What to work on -
Show each line of the records below where the word "jobs" occurs.

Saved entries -
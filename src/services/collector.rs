//! 条目发现
//!
//! 对一个账号的所有搜索地址分页抓取，同时在途的抓取数不超过
//! `max_concurrent_fetches`，每次抓取开始前先等待 `fetch_pacing`。
//! 单页失败只记一条警告，不影响其他页面。

use std::collections::HashSet;
use std::sync::atomic::{AtomicBool, Ordering};
use std::sync::{Arc, LazyLock};

use futures::future::join_all;
use regex::Regex;
use tokio::sync::Semaphore;
use tracing::{debug, warn};
use url::Url;

use crate::clients::FetchClient;
use crate::config::Tunables;
use crate::error::{AppError, AppResult};
use crate::models::{query_label, ItemId};

static ITEM_LINK: LazyLock<Regex> = LazyLock::new(|| Regex::new(r"/vacancy/(\d+)").unwrap());

/// 从页面内容中提取条目 ID（可能重复）
pub fn extract_item_ids(html: &str) -> Vec<ItemId> {
    ITEM_LINK
        .captures_iter(html)
        .filter_map(|c| c.get(1))
        .map(|m| ItemId::from(m.as_str()))
        .collect()
}

/// 搜索地址的第 `page` 页（从 0 开始），已有的 `page` 参数会被替换
pub fn page_url(query: &str, page: usize) -> AppResult<String> {
    let mut url = Url::parse(query).map_err(|e| AppError::malformed(query, e.to_string()))?;
    let pairs: Vec<(String, String)> = url
        .query_pairs()
        .filter(|(key, _)| key != "page")
        .map(|(k, v)| (k.into_owned(), v.into_owned()))
        .collect();
    url.query_pairs_mut()
        .clear()
        .extend_pairs(pairs)
        .append_pair("page", &page.to_string());
    Ok(url.into())
}

/// 单个搜索的发现情况
#[derive(Debug, Clone, PartialEq, Eq)]
pub struct QueryReport {
    pub label: String,
    /// 该搜索发现的不重复条目数
    pub unique: usize,
    /// 实际抓取的页数（含失败）
    pub pages_fetched: usize,
}

/// 抓取失败的页面
#[derive(Debug, Clone, PartialEq, Eq)]
pub struct PageFailure {
    pub url: String,
    pub error: String,
}

/// 一次发现的结果
#[derive(Debug, Clone, Default)]
pub struct CollectReport {
    /// 所有搜索、所有页面的并集
    pub items: HashSet<ItemId>,
    pub per_query: Vec<QueryReport>,
    /// 去重前的命中数
    pub raw_hits: usize,
    pub failures: Vec<PageFailure>,
}

enum PageResult {
    Fetched { query: usize, ids: Vec<ItemId> },
    Failed { query: usize, failure: PageFailure },
    Skipped,
}

/// 分页抓取器
pub struct Collector {
    fetcher: Arc<dyn FetchClient>,
}

impl Collector {
    pub fn new(fetcher: Arc<dyn FetchClient>) -> Self {
        Self { fetcher }
    }

    /// 抓取所有搜索的前 `pages_per_query` 页
    ///
    /// `keep_going` 在每次抓取开始前检查，返回 false 时不再发起新的抓取，
    /// 已在途的抓取照常完成。
    pub async fn collect<F>(&self, queries: &[String], tunables: &Tunables, keep_going: F) -> CollectReport
    where
        F: Fn() -> bool + Sync,
    {
        let semaphore = Semaphore::new(tunables.max_concurrent_fetches.max(1));
        let exhausted: Vec<AtomicBool> = queries.iter().map(|_| AtomicBool::new(false)).collect();

        let jobs = queries.iter().enumerate().flat_map(|(q, query)| {
            (0..tunables.pages_per_query).map(move |page| (q, query.as_str(), page))
        });

        let results = join_all(jobs.map(|(q, query, page)| {
            let semaphore = &semaphore;
            let exhausted = &exhausted;
            let keep_going = &keep_going;
            async move {
                let Ok(_permit) = semaphore.acquire().await else {
                    return PageResult::Skipped;
                };
                if !keep_going() || exhausted[q].load(Ordering::SeqCst) {
                    return PageResult::Skipped;
                }
                if !tunables.fetch_pacing.is_zero() {
                    tokio::time::sleep(tunables.fetch_pacing).await;
                }

                let url = match page_url(query, page) {
                    Ok(url) => url,
                    Err(e) => {
                        warn!("搜索地址无效 {}: {}", query, e);
                        return PageResult::Failed {
                            query: q,
                            failure: PageFailure {
                                url: query.to_string(),
                                error: e.to_string(),
                            },
                        };
                    }
                };
                match self.fetcher.fetch(&url, tunables.fetch_timeout).await {
                    Ok(html) => {
                        let ids = extract_item_ids(&html);
                        debug!("{} -> {} 个条目", url, ids.len());
                        // 首页为空不算数，避免一次偶发故障放弃整个搜索
                        if ids.is_empty() && page > 0 && tunables.stop_on_empty_page {
                            exhausted[q].store(true, Ordering::SeqCst);
                        }
                        PageResult::Fetched { query: q, ids }
                    }
                    Err(e) => {
                        warn!("抓取失败 {}: {}", url, e);
                        PageResult::Failed {
                            query: q,
                            failure: PageFailure {
                                url,
                                error: e.to_string(),
                            },
                        }
                    }
                }
            }
        }))
        .await;

        let mut per_query_items: Vec<HashSet<ItemId>> = vec![HashSet::new(); queries.len()];
        let mut pages_fetched = vec![0usize; queries.len()];
        let mut report = CollectReport::default();

        for result in results {
            match result {
                PageResult::Fetched { query, ids } => {
                    pages_fetched[query] += 1;
                    report.raw_hits += ids.len();
                    per_query_items[query].extend(ids);
                }
                PageResult::Failed { query, failure } => {
                    pages_fetched[query] += 1;
                    report.failures.push(failure);
                }
                PageResult::Skipped => {}
            }
        }

        for (q, items) in per_query_items.into_iter().enumerate() {
            report.per_query.push(QueryReport {
                label: query_label(&queries[q]),
                unique: items.len(),
                pages_fetched: pages_fetched[q],
            });
            report.items.extend(items);
        }
        report
    }
}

Response to this exercise -
        let jobs = queries.iter().enumerate().flat_map(|(q, query)| {
        let results = join_all(jobs.map(|(q, query, page)| {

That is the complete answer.